• _Assignment_
Search the data below, and report every line in which "tier" occurs.

• _Records provided_
=== Begin Enclosure ===

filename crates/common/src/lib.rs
//! Pandamonium Common Library
//!
//! Shared code for the persistence API and the service tier:
//! - Proof and definition records, their patches and validation
//! - The record merge engine used by partial updates
//! - The record store abstraction with SeaORM and in-memory backends
//! - Error types and handling
//! - Configuration management
//! - Metrics and timers

pub mod config;
pub mod db;
pub mod errors;
pub mod metrics;
pub mod records;

// Re-export commonly used types
pub use config::AppConfig;
pub use db::{MemoryStore, RecordStore};
pub use errors::{AppError, Result};
pub use records::{Definition, DefinitionPatch, Proof, ProofFilter, ProofPatch, Record, RecordPatch};

/// Application version
pub const VERSION: &str = env!("CARGO_PKG_VERSION");
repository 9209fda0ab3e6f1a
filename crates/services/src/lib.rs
//! Pandamonium service tier
//!
//! Forwards record operations to a remote persistence API:
//! - [`rest`]: the HTTP client adapter, a [`RestClient`] trait and its
//!   reqwest implementation with per-call connect and read timeouts
//! - [`records`]: proxies for proofs and definitions that absorb every
//!   transport failure into an empty result

pub mod records;
pub mod rest;

pub use records::{DefinitionService, ProofService, RecordService};
pub use rest::{RestClient, RestService, Timeouts, TransportError};
//! Proof entity

use sea_orm::entity::prelude::*;
use sea_orm::ActiveValue::{NotSet, Set, Unchanged};

use super::{json_to_list, json_to_optional_list, list_to_json, optional_list_to_json};
use crate::errors::AppError;
use crate::records::{Proof, Record, INITIAL_VERSION};

#[derive(Clone, Debug, PartialEq, Eq, DeriveEntityModel)]
#[sea_orm(table_name = "proofs")]
pub struct Model {
    #[sea_orm(primary_key)]
    pub id: i32,

    pub version: i32,

    #[sea_orm(column_type = "Text")]
    pub theorem_name: String,

    #[sea_orm(column_type = "Text")]
    pub branch: String,

    #[sea_orm(column_type = "JsonBinary")]
    pub proof: Json,

    #[sea_orm(column_type = "JsonBinary", nullable)]
    pub referenced_definitions: Option<Json>,

    #[sea_orm(column_type = "JsonBinary", nullable)]
    pub referenced_theorems: Option<Json>,
}

#[derive(Copy, Clone, Debug, EnumIter, DeriveRelation)]
pub enum Relation {}

impl ActiveModelBehavior for ActiveModel {}

impl TryFrom<Model> for Proof {
    type Error = AppError;

    fn try_from(row: Model) -> Result<Self, AppError> {
        Ok(Proof {
            id: row.id,
            version: row.version,
            theorem_name: row.theorem_name,
            branch: row.branch,
            proof: json_to_list(row.proof)?,
            referenced_definitions: json_to_optional_list(row.referenced_definitions)?,
            referenced_theorems: json_to_optional_list(row.referenced_theorems)?,
        })
    }
}

impl ActiveModel {
    pub fn for_insert(record: &Proof) -> Result<Self, AppError> {
        Ok(Self {
            id: NotSet,
            version: Set(INITIAL_VERSION),
            theorem_name: Set(record.theorem_name.clone()),
            branch: Set(record.branch.clone()),
            proof: Set(list_to_json(&record.proof)?),
            referenced_definitions: Set(optional_list_to_json(record.referenced_definitions.as_ref())?),
            referenced_theorems: Set(optional_list_to_json(record.referenced_theorems.as_ref())?),
        })
    }

    pub fn for_update(record: &Proof) -> Result<Self, AppError> {
        Ok(Self {
            id: Unchanged(record.id()),
            version: Set(record.version),
            theorem_name: Set(record.theorem_name.clone()),
            branch: Set(record.branch.clone()),
            proof: Set(list_to_json(&record.proof)?),
            referenced_definitions: Set(optional_list_to_json(record.referenced_definitions.as_ref())?),
            referenced_theorems: Set(optional_list_to_json(record.referenced_theorems.as_ref())?),
        })
    }
}
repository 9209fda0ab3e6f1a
//! HTTP middleware

pub mod metrics;
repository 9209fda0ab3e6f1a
//! Record store layer
//!
//! Provides:
//! - The `RecordStore` trait the CRUD protocol is written against
//! - SeaORM entity models and repositories (PostgreSQL, JSONB columns)
//! - An in-memory store for tests and local runs
//! - Connection management

mod memory;
pub mod models;
mod repository;

pub use memory::MemoryStore;
pub use repository::{DefinitionRepository, ProofRepository};

use crate::config::{DatabaseConfig, StoreBackend};
use crate::errors::{AppError, Result};
use crate::records::{Definition, Proof, Record};
use async_trait::async_trait;
use sea_orm::{ConnectOptions, Database, DatabaseConnection};
use std::sync::Arc;
use std::time::Duration;
use tracing::info;

/// Persistence for one record kind.
///
/// The store owns authoritative state. `save` inserts when the record has
/// never been persisted (assigning the id and the initial version) and
/// overwrites the row otherwise. `delete` is idempotent.
#[async_trait]
pub trait RecordStore<R: Record>: Send + Sync {
    async fn get(&self, id: i32) -> Result<Option<R>>;

    async fn list(&self) -> Result<Vec<R>>;

    async fn find_by(&self, filter: &R::Filter) -> Result<Vec<R>>;

    async fn save(&self, record: R) -> Result<R>;

    async fn delete(&self, id: i32) -> Result<()>;

    /// Round-trip check used by the readiness check
    async fn ping(&self) -> Result<()> {
        Ok(())
    }
}

/// The stores backing both record kinds
#[derive(Clone)]
pub struct Stores {
    pub proofs: Arc<dyn RecordStore<Proof>>,
    pub definitions: Arc<dyn RecordStore<Definition>>,
}

impl Stores {
    /// Open the backend selected in configuration
    pub async fn open(config: &DatabaseConfig) -> Result<Self> {
        match config.backend {
            StoreBackend::Postgres => {
                let conn = Arc::new(connect(config).await?);
                Ok(Self {
                    proofs: Arc::new(ProofRepository::new(Arc::clone(&conn))),
                    definitions: Arc::new(DefinitionRepository::new(conn)),
                })
            }
            StoreBackend::Memory => {
                info!("Using in-memory record store");
                Ok(Self::in_memory())
            }
        }
    }

    pub fn in_memory() -> Self {
        Self {
            proofs: Arc::new(MemoryStore::<Proof>::new()),
            definitions: Arc::new(MemoryStore::<Definition>::new()),
        }
    }
}

/// Create a connection pool from configuration
pub async fn connect(config: &DatabaseConfig) -> Result<DatabaseConnection> {
    info!("Connecting to database...");

    let mut options = ConnectOptions::new(&config.url);
    options
        .max_connections(config.max_connections)
        .min_connections(config.min_connections)
        .connect_timeout(Duration::from_secs(config.connect_timeout_secs))
        .idle_timeout(Duration::from_secs(config.idle_timeout_secs))
        .sqlx_logging(true);

    let conn = Database::connect(options)
        .await
        .map_err(|e| AppError::DatabaseConnection {
            message: format!("Failed to connect: {}", e),
        })?;

    info!("Database connection established");
    Ok(conn)
}
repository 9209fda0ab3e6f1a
//! SeaORM-backed record stores
//!
//! One repository per table. Each implements [`RecordStore`] so the CRUD
//! protocol never sees SeaORM types.

use crate::db::models::*;
use crate::db::RecordStore;
use crate::errors::Result;
use crate::records::{Definition, Proof, ProofFilter, Record, Unfiltered};
use async_trait::async_trait;
use std::sync::Arc;
use sea_orm::{
    ActiveModelTrait, ColumnTrait, ConnectionTrait, DatabaseConnection, EntityTrait, QueryFilter,
    QueryOrder,
};

async fn ping(conn: &DatabaseConnection) -> Result<()> {
    conn.execute_unprepared("SELECT 1").await?;
    Ok(())
}

/// Proof rows in the `proofs` table
#[derive(Clone)]
pub struct ProofRepository {
    conn: Arc<DatabaseConnection>,
}

impl ProofRepository {
    pub fn new(conn: Arc<DatabaseConnection>) -> Self {
        Self { conn }
    }
}

#[async_trait]
impl RecordStore<Proof> for ProofRepository {
    async fn get(&self, id: i32) -> Result<Option<Proof>> {
        ProofEntity::find_by_id(id)
            .one(self.conn.as_ref())
            .await?
            .map(Proof::try_from)
            .transpose()
    }

    async fn list(&self) -> Result<Vec<Proof>> {
        ProofEntity::find()
            .order_by_asc(ProofColumn::Id)
            .all(self.conn.as_ref())
            .await?
            .into_iter()
            .map(Proof::try_from)
            .collect()
    }

    async fn find_by(&self, filter: &ProofFilter) -> Result<Vec<Proof>> {
        let condition = match filter {
            ProofFilter::Branch(branch) => ProofColumn::Branch.eq(branch.as_str()),
            ProofFilter::TheoremName(name) => ProofColumn::TheoremName.eq(name.as_str()),
        };

        ProofEntity::find()
            .filter(condition)
            .order_by_asc(ProofColumn::Id)
            .all(self.conn.as_ref())
            .await?
            .into_iter()
            .map(Proof::try_from)
            .collect()
    }

    async fn save(&self, record: Proof) -> Result<Proof> {
        let row = if record.is_saved() {
            ProofActiveModel::for_update(&record)?.update(self.conn.as_ref()).await?
        } else {
            ProofActiveModel::for_insert(&record)?.insert(self.conn.as_ref()).await?
        };
        Proof::try_from(row)
    }

    async fn delete(&self, id: i32) -> Result<()> {
        let result = ProofEntity::delete_by_id(id).exec(self.conn.as_ref()).await?;
        tracing::debug!(id, rows_affected = result.rows_affected, "Deleted proof rows");
        Ok(())
    }

    async fn ping(&self) -> Result<()> {
        ping(self.conn.as_ref()).await
    }
}

/// Definition rows in the `definitions` table
#[derive(Clone)]
pub struct DefinitionRepository {
    conn: Arc<DatabaseConnection>,
}

impl DefinitionRepository {
    pub fn new(conn: Arc<DatabaseConnection>) -> Self {
        Self { conn }
    }
}

#[async_trait]
impl RecordStore<Definition> for DefinitionRepository {
    async fn get(&self, id: i32) -> Result<Option<Definition>> {
        DefinitionEntity::find_by_id(id)
            .one(self.conn.as_ref())
            .await?
            .map(Definition::try_from)
            .transpose()
    }

    async fn list(&self) -> Result<Vec<Definition>> {
        DefinitionEntity::find()
            .order_by_asc(DefinitionColumn::Id)
            .all(self.conn.as_ref())
            .await?
            .into_iter()
            .map(Definition::try_from)
            .collect()
    }

    async fn find_by(&self, filter: &Unfiltered) -> Result<Vec<Definition>> {
        match *filter {}
    }

    async fn save(&self, record: Definition) -> Result<Definition> {
        let row = if record.is_saved() {
            DefinitionActiveModel::for_update(&record)?.update(self.conn.as_ref()).await?
        } else {
            DefinitionActiveModel::for_insert(&record)?.insert(self.conn.as_ref()).await?
        };
        Definition::try_from(row)
    }

    async fn delete(&self, id: i32) -> Result<()> {
        let result = DefinitionEntity::delete_by_id(id).exec(self.conn.as_ref()).await?;
        tracing::debug!(id, rows_affected = result.rows_affected, "Deleted definition rows");
        Ok(())
    }

    async fn ping(&self) -> Result<()> {
        ping(self.conn.as_ref()).await
    }
}
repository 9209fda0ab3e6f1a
//! Handlers shared by every record kind

use axum::{
    extract::{
        rejection::{JsonRejection, PathRejection, QueryRejection},
        Path, Query, State,
    },
    http::StatusCode,
    response::{IntoResponse, Response},
    Json,
};
use serde::Deserialize;

use super::{found, rejected};
use crate::controller::RecordController;
use pandamonium_common::{
    errors::Result,
    records::Record,
};

#[derive(Debug, Deserialize)]
pub struct IdQuery {
    pub id: Option<i32>,
}

/// `GET /{base}`
pub async fn list<R: Record>(State(controller): State<RecordController<R>>) -> Result<Json<Vec<R>>> {
    Ok(Json(controller.list().await?))
}

/// `GET /{base}/id?id=`
pub async fn get_by_query<R: Record>(
    State(controller): State<RecordController<R>>,
    query: std::result::Result<Query<IdQuery>, QueryRejection>,
) -> Result<Response> {
    let Query(query) = query.map_err(rejected)?;
    Ok(found(controller.get_by_id(query.id).await?))
}

/// `GET /{base}/{id}`
pub async fn get_by_path<R: Record>(
    State(controller): State<RecordController<R>>,
    id: std::result::Result<Path<i32>, PathRejection>,
) -> Result<Response> {
    let Path(id) = id.map_err(rejected)?;
    Ok(found(controller.get_by_id(Some(id)).await?))
}

/// `POST /{base}`
pub async fn create<R: Record>(
    State(controller): State<RecordController<R>>,
    payload: std::result::Result<Json<Option<R::Patch>>, JsonRejection>,
) -> Result<(StatusCode, Json<R>)> {
    let Json(payload) = payload.map_err(rejected)?;
    let created = controller.create(payload).await?;
    Ok((StatusCode::CREATED, Json(created)))
}

/// `PATCH /{base}/{id}`
pub async fn update<R: Record>(
    State(controller): State<RecordController<R>>,
    id: std::result::Result<Path<i32>, PathRejection>,
    payload: std::result::Result<Json<Option<R::Patch>>, JsonRejection>,
) -> Result<Response> {
    let Path(id) = id.map_err(rejected)?;
    let Json(payload) = payload.map_err(rejected)?;
    Ok(found(controller.update(Some(id), payload).await?))
}

/// `DELETE /{base}/{id}`
pub async fn delete<R: Record>(
    State(controller): State<RecordController<R>>,
    id: std::result::Result<Path<i32>, PathRejection>,
) -> Result<Response> {
    let Path(id) = id.map_err(rejected)?;
    controller.delete(Some(id)).await?;
    Ok(StatusCode::NO_CONTENT.into_response())
}
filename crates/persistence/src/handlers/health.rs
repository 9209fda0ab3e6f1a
//! Health check handlers

use axum::{extract::State, http::StatusCode, Json};
use serde::Serialize;

use crate::AppState;
use pandamonium_common::{db::RecordStore, records::Record};

#[derive(Serialize)]
pub struct HealthResponse {
    pub status: String,
    pub version: String,
}

#[derive(Serialize)]
pub struct ReadyResponse {
    pub status: String,
    pub checks: HealthChecks,
}

#[derive(Serialize)]
pub struct HealthChecks {
    pub proofs: CheckResult,
    pub definitions: CheckResult,
}

#[derive(Serialize)]
pub struct CheckResult {
    pub status: String,
    #[serde(skip_serializing_if = "Option::is_none")]
    pub latency_ms: Option<u64>,
    #[serde(skip_serializing_if = "Option::is_none")]
    pub error: Option<String>,
}

impl CheckResult {
    fn is_up(&self) -> bool {
        self.status == "up"
    }
}

async fn check<R: Record>(store: &dyn RecordStore<R>) -> CheckResult {
    let start = std::time::Instant::now();

    match store.ping().await {
        Ok(()) => CheckResult {
            status: "up".to_string(),
            latency_ms: Some(start.elapsed().as_millis() as u64),
            error: None,
        },
        Err(e) => {
            tracing::warn!(resource = R::RESOURCE, error = %e, "Store ping failed");
            CheckResult {
                status: "down".to_string(),
                latency_ms: None,
                error: Some(e.to_string()),
            }
        }
    }
}

/// Liveness check - always returns healthy if server is running
pub async fn health() -> Json<HealthResponse> {
    Json(HealthResponse {
        status: "healthy".to_string(),
        version: pandamonium_common::VERSION.to_string(),
    })
}

/// Readiness check - round-trips both record stores
pub async fn ready(State(state): State<AppState>) -> (StatusCode, Json<ReadyResponse>) {
    let proofs = check(state.proofs.store()).await;
    let definitions = check(state.definitions.store()).await;

    let all_healthy = proofs.is_up() && definitions.is_up();
    let status = if all_healthy {
        StatusCode::OK
    } else {
        StatusCode::SERVICE_UNAVAILABLE
    };

    (
        status,
        Json(ReadyResponse {
            status: if all_healthy { "ready" } else { "not_ready" }.to_string(),
            checks: HealthChecks { proofs, definitions },
        }),
    )
}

=== End Enclosure ===

• _Problem solution_
//! Shared code for the persistence API and the service tier:
//! Pandamonium service tier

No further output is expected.